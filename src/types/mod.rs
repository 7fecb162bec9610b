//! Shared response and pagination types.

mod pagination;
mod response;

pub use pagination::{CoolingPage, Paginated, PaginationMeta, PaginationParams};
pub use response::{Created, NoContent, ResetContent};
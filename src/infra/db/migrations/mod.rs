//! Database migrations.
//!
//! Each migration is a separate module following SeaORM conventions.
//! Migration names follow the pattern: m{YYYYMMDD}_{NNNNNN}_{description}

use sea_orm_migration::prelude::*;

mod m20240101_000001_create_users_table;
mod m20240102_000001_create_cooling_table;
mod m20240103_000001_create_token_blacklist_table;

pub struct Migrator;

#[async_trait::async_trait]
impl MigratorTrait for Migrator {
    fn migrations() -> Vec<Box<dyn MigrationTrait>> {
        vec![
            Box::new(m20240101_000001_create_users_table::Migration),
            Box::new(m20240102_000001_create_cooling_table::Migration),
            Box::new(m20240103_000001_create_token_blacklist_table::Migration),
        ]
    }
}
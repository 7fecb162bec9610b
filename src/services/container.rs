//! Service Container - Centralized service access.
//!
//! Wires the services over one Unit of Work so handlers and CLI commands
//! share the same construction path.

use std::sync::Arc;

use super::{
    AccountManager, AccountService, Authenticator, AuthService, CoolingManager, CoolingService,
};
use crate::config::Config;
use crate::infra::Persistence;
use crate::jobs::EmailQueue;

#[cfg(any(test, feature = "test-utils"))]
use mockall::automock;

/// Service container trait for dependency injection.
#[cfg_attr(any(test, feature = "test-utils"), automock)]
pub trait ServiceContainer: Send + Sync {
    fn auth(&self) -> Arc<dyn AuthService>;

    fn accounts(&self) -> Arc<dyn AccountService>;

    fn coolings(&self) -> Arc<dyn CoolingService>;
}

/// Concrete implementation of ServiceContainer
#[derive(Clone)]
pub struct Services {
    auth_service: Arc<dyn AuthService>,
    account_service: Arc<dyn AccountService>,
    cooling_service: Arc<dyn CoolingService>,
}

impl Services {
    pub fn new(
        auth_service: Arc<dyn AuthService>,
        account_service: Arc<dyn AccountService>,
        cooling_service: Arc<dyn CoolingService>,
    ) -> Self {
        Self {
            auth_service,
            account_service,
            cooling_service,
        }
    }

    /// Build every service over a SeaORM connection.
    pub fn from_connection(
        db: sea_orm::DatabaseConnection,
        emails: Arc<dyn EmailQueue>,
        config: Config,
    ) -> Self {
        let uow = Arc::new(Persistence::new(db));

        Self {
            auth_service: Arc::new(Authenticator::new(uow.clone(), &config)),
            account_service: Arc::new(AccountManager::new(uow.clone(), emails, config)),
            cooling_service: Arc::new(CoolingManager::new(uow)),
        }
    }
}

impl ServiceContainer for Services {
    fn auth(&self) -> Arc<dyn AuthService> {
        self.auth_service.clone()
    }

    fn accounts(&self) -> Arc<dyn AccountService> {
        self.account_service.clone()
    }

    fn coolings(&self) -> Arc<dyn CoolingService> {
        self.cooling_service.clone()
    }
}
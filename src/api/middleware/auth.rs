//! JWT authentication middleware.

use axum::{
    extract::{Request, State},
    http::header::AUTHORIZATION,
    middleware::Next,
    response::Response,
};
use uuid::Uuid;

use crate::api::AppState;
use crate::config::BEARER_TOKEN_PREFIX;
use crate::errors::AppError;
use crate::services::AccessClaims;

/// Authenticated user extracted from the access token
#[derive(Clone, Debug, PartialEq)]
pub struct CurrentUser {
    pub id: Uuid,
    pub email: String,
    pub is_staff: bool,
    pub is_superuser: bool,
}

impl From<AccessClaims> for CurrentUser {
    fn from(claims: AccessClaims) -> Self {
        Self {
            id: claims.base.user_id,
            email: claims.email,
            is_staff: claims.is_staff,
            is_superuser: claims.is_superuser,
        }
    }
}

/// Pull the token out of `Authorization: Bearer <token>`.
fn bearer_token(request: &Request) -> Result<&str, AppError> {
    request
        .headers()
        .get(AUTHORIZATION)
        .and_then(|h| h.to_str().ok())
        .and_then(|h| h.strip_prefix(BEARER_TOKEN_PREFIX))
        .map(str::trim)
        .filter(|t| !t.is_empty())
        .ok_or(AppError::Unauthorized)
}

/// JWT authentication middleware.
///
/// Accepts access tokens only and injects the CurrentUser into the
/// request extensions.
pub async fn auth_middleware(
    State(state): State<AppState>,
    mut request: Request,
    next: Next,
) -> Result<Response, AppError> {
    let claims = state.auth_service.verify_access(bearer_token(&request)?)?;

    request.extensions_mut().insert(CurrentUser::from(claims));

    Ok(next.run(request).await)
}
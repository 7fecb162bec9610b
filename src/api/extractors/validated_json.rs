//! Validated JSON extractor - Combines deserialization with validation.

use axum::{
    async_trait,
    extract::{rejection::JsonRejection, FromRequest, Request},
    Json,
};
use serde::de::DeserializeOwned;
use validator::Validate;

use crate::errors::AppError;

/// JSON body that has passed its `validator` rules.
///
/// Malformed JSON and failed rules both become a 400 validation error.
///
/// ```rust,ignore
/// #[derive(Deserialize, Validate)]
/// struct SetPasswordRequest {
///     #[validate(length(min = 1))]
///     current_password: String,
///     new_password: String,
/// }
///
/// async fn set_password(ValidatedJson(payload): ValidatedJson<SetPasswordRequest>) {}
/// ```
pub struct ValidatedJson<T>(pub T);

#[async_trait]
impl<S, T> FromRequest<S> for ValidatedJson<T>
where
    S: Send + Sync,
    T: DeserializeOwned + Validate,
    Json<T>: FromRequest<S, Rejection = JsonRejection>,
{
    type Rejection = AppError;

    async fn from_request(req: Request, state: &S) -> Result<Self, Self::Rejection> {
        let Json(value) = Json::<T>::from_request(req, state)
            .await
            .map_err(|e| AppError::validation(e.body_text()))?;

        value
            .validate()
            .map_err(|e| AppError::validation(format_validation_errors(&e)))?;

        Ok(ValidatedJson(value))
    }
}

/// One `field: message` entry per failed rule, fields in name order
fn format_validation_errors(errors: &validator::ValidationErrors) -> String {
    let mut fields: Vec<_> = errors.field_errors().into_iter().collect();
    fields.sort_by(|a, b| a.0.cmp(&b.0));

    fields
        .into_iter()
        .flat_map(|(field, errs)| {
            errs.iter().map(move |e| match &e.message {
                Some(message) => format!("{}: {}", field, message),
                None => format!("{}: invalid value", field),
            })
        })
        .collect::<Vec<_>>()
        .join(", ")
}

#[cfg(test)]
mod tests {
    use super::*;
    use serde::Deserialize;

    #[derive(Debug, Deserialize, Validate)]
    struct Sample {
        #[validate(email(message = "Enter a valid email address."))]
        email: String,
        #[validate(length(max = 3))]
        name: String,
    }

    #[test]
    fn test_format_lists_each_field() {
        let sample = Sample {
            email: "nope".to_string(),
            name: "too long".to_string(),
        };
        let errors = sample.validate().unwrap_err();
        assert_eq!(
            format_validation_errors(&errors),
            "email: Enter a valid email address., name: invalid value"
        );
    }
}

==

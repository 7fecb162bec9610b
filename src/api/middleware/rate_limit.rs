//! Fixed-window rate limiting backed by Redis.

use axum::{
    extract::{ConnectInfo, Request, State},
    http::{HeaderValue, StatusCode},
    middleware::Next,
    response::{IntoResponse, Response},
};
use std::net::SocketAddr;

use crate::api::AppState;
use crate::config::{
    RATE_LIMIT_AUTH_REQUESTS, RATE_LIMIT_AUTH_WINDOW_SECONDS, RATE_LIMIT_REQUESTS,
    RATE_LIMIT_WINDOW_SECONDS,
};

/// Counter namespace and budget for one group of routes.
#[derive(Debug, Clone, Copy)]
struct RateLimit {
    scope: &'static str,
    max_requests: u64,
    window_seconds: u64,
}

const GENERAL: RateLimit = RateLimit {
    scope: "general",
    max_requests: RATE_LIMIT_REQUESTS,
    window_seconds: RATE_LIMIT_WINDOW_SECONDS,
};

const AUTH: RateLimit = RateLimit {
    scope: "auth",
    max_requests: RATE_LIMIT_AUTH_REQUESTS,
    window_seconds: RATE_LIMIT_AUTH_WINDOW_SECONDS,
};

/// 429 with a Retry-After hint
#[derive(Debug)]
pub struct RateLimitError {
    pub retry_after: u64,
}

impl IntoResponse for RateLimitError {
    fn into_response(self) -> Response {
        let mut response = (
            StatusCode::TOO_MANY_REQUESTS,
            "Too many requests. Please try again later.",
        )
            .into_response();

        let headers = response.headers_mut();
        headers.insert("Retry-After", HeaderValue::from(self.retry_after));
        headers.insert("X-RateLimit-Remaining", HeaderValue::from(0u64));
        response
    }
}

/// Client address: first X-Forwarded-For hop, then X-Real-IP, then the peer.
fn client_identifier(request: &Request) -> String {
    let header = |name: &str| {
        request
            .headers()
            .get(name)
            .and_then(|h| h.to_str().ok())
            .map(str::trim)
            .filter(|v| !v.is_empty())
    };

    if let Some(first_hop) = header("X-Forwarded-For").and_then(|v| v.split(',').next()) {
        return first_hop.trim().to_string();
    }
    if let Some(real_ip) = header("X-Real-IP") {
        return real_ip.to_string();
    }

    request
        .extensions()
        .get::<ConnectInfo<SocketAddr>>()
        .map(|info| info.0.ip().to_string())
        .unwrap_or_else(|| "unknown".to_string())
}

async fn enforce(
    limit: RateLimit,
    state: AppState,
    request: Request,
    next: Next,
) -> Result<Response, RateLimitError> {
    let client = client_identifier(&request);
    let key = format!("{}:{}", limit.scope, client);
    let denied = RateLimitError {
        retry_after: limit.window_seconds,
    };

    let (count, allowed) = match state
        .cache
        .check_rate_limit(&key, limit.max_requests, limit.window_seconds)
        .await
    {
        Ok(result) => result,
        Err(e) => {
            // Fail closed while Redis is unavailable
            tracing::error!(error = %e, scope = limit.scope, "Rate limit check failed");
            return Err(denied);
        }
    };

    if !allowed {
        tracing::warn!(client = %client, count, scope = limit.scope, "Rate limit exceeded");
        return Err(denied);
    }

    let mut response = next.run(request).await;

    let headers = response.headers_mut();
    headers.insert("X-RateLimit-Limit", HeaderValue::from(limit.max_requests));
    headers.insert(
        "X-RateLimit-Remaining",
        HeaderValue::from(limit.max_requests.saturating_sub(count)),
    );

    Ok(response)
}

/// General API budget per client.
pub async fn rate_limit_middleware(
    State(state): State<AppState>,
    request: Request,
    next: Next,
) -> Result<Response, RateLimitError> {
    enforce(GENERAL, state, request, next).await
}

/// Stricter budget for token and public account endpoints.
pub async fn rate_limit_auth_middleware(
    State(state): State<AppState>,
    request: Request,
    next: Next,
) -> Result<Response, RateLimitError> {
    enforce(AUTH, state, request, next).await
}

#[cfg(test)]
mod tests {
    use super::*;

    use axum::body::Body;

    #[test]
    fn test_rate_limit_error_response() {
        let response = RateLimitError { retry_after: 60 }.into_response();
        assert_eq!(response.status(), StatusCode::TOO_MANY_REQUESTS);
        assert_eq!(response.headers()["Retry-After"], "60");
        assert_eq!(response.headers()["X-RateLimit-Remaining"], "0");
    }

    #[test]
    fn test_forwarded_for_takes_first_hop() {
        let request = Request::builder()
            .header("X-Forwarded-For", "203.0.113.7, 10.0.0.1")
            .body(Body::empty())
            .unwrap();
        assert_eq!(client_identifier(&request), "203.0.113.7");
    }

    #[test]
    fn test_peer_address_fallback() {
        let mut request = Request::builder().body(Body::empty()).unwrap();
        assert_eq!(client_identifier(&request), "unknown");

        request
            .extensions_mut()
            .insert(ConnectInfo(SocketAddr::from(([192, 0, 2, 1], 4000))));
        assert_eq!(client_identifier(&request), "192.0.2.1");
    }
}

==

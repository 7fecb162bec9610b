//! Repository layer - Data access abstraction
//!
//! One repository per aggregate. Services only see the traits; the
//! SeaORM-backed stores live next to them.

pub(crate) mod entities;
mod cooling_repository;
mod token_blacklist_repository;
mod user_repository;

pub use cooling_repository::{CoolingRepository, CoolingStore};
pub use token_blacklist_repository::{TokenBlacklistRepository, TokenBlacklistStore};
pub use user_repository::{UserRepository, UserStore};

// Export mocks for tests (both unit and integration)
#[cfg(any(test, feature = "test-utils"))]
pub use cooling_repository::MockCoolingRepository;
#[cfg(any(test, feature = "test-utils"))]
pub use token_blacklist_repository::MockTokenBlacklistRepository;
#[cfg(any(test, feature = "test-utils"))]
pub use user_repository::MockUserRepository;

## Exercise description
From the records above, print only the lines between the one holding "use axum::body::Body;" and the one holding "let mut request", inclusive, exactly as they stand.

## Written answer
    use axum::body::Body;

    #[test]
    fn test_rate_limit_error_response() {
        let response = RateLimitError { retry_after: 60 }.into_response();
        assert_eq!(response.status(), StatusCode::TOO_MANY_REQUESTS);
        assert_eq!(response.headers()["Retry-After"], "60");
        assert_eq!(response.headers()["X-RateLimit-Remaining"], "0");
    }

    #[test]
    fn test_forwarded_for_takes_first_hop() {
        let request = Request::builder()
            .header("X-Forwarded-For", "203.0.113.7, 10.0.0.1")
            .body(Body::empty())
            .unwrap();
        assert_eq!(client_identifier(&request), "203.0.113.7");
    }

    #[test]
    fn test_peer_address_fallback() {
        let mut request = Request::builder().body(Body::empty()).unwrap();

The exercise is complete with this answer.